THE TASK -> Read through the data, and wherever a line holds the word "Option", write that line out.

Extracted records ->
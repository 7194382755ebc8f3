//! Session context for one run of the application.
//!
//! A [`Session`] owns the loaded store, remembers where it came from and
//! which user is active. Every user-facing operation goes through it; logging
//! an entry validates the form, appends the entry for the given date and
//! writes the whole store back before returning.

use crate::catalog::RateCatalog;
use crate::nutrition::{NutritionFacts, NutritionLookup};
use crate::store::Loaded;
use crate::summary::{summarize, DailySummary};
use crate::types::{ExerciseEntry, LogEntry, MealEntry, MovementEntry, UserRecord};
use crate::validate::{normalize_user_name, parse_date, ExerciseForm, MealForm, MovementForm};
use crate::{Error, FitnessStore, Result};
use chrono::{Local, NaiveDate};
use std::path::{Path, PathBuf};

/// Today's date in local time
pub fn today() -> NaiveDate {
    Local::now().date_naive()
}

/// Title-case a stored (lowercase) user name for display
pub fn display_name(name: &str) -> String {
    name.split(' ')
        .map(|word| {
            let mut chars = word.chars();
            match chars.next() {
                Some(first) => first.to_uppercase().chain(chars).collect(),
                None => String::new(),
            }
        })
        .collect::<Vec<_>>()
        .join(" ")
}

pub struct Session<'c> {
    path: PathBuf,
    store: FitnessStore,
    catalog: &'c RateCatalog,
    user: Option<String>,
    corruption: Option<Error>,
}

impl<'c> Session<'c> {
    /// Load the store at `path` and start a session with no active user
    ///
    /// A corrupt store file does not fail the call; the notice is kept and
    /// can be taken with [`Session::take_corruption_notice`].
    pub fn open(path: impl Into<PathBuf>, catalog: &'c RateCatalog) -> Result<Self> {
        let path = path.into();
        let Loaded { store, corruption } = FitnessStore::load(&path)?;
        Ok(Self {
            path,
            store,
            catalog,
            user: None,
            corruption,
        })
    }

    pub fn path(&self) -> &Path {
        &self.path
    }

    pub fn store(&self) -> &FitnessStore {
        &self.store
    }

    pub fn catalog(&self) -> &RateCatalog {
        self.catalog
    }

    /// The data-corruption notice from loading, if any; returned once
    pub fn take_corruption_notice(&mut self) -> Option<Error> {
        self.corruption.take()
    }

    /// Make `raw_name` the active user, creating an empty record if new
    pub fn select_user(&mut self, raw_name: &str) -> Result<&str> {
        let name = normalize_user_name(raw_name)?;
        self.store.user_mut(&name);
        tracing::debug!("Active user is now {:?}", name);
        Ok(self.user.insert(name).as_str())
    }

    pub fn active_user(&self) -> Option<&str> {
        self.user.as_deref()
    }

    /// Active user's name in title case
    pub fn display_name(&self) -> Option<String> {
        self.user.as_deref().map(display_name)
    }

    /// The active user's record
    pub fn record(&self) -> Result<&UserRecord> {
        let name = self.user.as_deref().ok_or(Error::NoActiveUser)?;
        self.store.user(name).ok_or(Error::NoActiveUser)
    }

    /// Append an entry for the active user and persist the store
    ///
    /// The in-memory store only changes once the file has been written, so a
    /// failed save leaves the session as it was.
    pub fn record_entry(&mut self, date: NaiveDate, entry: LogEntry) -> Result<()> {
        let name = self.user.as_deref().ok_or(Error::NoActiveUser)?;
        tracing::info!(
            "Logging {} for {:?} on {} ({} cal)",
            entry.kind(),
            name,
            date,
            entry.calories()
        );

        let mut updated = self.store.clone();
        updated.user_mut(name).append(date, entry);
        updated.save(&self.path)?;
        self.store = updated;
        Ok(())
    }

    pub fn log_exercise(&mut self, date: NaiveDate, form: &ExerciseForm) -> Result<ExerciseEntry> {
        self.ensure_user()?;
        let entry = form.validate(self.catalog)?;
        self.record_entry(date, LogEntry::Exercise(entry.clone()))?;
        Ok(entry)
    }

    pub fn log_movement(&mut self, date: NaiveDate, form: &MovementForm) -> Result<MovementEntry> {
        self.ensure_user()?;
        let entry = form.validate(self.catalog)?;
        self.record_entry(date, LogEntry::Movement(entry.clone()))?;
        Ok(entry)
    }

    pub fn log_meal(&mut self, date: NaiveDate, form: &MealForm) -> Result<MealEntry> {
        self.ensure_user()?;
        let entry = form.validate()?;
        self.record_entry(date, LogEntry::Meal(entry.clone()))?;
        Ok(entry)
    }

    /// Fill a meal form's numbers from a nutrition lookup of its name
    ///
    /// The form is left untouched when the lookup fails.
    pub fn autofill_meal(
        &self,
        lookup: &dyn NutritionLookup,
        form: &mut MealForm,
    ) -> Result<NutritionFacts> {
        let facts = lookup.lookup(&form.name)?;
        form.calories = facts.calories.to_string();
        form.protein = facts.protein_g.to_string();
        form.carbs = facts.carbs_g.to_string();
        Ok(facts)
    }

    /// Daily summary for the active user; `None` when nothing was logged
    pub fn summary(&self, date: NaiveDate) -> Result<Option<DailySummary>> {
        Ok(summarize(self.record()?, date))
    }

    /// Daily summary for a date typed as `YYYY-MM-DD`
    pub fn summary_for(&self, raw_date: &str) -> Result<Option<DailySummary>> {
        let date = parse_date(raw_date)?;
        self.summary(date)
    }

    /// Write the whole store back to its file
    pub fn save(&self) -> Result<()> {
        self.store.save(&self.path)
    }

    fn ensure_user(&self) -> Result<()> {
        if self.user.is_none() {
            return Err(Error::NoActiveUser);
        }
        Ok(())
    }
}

RESULT OF THE TASK ->
    user: Option<String>,
    corruption: Option<Error>,
    pub fn take_corruption_notice(&mut self) -> Option<Error> {
    pub fn active_user(&self) -> Option<&str> {
    pub fn display_name(&self) -> Option<String> {
    pub fn summary(&self, date: NaiveDate) -> Result<Option<DailySummary>> {
    pub fn summary_for(&self, raw_date: &str) -> Result<Option<DailySummary>> {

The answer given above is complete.